Data supplied START
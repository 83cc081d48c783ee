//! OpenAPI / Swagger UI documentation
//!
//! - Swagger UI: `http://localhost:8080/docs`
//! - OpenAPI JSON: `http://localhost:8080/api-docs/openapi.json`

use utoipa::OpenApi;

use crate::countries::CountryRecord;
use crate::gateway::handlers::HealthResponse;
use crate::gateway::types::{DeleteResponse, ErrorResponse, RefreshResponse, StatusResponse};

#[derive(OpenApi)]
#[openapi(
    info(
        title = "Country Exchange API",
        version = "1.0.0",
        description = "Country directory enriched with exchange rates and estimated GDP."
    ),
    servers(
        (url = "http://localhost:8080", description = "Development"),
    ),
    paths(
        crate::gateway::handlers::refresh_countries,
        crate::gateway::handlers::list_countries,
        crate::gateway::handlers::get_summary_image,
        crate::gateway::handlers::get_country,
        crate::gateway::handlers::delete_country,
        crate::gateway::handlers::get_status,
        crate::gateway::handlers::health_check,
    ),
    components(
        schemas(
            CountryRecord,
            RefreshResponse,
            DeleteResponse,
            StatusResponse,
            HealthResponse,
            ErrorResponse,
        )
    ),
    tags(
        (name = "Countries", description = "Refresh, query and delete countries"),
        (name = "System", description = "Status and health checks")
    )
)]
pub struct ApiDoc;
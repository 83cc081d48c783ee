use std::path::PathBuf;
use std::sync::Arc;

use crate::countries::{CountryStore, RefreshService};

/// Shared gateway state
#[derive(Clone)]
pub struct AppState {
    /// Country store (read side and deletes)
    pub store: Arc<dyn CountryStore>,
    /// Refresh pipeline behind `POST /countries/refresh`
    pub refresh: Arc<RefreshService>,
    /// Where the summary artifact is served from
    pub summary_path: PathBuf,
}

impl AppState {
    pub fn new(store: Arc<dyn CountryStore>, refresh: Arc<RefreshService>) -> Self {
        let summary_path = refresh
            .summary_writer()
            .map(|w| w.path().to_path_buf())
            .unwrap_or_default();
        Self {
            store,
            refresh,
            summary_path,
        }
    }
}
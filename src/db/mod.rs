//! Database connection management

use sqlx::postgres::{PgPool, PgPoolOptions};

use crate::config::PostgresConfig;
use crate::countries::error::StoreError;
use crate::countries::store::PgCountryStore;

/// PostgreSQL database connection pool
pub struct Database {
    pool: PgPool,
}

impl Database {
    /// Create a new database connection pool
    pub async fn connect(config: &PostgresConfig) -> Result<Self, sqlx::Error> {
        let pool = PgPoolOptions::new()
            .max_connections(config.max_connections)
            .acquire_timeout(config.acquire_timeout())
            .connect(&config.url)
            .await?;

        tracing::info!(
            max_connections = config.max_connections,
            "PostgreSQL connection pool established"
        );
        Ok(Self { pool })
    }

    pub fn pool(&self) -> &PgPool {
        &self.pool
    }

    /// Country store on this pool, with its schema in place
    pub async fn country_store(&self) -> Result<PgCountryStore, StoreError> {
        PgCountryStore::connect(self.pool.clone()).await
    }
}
Data supplied END
Data supplied START
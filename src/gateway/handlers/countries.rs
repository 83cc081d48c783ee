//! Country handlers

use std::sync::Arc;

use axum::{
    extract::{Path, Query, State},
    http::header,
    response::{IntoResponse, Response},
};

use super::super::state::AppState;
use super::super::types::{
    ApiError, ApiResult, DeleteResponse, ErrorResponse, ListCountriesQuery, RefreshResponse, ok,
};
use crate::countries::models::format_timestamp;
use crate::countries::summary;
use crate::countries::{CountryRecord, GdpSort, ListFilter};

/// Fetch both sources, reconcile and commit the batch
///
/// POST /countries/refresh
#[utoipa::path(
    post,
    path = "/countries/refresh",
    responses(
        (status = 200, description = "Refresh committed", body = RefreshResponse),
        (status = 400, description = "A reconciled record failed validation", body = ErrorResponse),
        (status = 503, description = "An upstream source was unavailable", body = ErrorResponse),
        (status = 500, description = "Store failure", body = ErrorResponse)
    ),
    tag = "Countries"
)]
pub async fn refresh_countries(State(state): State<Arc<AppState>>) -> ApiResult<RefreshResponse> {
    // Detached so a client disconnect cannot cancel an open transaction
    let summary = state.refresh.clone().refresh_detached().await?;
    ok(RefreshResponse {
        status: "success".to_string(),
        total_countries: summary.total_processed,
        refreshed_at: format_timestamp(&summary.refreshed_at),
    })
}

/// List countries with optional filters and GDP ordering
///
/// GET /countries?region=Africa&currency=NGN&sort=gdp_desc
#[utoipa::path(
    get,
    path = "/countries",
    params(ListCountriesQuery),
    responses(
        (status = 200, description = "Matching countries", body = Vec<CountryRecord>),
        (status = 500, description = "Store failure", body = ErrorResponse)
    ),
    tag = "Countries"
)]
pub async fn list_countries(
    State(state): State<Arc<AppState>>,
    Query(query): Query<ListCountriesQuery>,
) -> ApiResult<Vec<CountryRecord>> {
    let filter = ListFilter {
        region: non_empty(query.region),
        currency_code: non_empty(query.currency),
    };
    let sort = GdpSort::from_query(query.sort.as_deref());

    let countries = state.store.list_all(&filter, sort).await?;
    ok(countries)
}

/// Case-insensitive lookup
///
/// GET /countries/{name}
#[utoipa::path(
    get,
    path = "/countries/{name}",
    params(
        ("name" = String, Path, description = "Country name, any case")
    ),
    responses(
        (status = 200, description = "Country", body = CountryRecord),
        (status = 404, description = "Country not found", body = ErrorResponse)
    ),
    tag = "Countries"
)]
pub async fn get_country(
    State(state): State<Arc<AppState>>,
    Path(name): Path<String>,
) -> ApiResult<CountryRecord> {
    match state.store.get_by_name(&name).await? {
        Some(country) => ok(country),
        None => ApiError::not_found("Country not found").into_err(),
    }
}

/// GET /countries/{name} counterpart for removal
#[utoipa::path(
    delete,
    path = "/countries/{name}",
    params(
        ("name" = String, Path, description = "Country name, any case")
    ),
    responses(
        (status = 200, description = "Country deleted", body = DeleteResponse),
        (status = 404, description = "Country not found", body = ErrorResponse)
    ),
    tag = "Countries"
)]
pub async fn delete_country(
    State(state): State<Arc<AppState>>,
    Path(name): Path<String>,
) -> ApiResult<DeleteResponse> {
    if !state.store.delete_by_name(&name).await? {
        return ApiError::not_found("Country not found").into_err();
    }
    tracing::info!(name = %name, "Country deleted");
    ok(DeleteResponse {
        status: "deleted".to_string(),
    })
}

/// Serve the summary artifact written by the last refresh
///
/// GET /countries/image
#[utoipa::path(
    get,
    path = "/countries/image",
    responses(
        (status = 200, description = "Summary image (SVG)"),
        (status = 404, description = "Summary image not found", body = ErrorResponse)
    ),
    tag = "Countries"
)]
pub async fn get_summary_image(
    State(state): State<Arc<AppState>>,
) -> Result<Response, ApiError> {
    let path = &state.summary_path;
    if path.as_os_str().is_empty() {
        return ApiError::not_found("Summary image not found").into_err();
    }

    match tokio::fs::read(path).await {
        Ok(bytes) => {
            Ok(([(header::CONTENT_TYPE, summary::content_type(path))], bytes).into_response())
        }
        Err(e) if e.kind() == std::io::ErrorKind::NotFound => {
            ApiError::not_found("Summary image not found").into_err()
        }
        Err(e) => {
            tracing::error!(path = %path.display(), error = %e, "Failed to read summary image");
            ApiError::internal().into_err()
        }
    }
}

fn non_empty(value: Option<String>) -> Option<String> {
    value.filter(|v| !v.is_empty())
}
Data supplied END
Data supplied START
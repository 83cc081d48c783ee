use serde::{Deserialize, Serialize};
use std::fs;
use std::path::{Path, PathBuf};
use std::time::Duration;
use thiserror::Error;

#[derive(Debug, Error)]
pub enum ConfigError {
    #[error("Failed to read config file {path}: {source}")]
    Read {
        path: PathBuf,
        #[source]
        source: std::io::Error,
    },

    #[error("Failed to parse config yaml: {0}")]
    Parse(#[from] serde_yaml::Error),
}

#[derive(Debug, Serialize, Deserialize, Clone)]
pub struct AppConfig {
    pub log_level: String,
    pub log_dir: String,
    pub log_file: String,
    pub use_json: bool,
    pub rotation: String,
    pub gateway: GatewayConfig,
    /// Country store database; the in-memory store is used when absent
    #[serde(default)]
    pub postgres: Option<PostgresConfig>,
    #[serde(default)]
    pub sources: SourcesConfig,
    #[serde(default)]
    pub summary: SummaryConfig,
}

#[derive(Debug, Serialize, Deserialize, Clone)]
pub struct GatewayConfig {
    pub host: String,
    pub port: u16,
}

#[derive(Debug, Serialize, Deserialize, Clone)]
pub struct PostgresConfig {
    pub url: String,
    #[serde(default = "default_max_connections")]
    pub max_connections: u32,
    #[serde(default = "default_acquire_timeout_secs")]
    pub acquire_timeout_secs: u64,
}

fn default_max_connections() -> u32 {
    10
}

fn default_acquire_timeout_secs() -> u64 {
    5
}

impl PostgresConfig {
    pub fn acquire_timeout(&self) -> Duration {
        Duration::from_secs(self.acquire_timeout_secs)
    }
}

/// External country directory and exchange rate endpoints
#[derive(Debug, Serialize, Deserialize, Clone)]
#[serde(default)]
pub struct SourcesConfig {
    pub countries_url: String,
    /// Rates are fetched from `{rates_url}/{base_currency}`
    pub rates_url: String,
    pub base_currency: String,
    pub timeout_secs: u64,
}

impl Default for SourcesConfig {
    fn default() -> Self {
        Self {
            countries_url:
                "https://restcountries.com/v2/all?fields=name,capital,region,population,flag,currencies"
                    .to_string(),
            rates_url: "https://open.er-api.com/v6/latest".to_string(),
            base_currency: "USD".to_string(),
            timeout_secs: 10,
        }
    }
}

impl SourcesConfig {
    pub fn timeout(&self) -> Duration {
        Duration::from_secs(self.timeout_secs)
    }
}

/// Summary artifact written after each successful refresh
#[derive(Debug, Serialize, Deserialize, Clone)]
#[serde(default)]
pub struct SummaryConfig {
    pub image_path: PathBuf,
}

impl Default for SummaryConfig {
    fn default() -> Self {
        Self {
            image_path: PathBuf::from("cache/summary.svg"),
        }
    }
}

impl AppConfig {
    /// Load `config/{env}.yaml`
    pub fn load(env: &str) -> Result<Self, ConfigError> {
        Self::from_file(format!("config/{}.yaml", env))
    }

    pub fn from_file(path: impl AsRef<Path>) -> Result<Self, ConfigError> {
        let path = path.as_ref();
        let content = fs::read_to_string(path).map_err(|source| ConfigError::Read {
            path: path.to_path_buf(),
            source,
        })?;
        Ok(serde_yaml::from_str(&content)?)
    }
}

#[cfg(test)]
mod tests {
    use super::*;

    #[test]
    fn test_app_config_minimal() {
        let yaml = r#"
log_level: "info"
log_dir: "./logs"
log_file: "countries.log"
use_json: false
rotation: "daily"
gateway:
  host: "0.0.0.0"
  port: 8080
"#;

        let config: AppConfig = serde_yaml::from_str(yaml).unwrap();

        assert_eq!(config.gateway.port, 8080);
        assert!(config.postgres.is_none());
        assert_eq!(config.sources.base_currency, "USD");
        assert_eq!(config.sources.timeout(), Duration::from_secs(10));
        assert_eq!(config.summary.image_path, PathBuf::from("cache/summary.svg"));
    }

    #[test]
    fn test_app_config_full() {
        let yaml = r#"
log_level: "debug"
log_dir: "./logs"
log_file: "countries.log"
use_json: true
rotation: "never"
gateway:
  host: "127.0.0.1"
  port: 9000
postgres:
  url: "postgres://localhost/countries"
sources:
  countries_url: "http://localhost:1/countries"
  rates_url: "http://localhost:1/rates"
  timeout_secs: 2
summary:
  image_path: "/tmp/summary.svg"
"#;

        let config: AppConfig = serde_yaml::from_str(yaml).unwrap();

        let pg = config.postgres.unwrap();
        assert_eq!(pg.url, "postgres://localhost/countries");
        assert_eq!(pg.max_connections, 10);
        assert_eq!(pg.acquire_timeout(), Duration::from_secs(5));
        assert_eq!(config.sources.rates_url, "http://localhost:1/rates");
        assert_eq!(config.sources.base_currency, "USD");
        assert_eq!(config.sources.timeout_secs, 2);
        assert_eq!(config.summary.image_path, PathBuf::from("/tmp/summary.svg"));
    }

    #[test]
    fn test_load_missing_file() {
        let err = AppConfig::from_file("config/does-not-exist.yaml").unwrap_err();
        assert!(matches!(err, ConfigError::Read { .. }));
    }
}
Data supplied END
▶ Assigned task
Where does "handlers" appear in the listing? Show every line that has it.

▶ Task solution
use crate::gateway::handlers::HealthResponse;
        crate::gateway::handlers::refresh_countries,
        crate::gateway::handlers::list_countries,
        crate::gateway::handlers::get_summary_image,
        crate::gateway::handlers::get_country,
        crate::gateway::handlers::delete_country,
        crate::gateway::handlers::get_status,
        crate::gateway::handlers::health_check,
filename src/gateway/handlers/countries.rs
//! Country handlers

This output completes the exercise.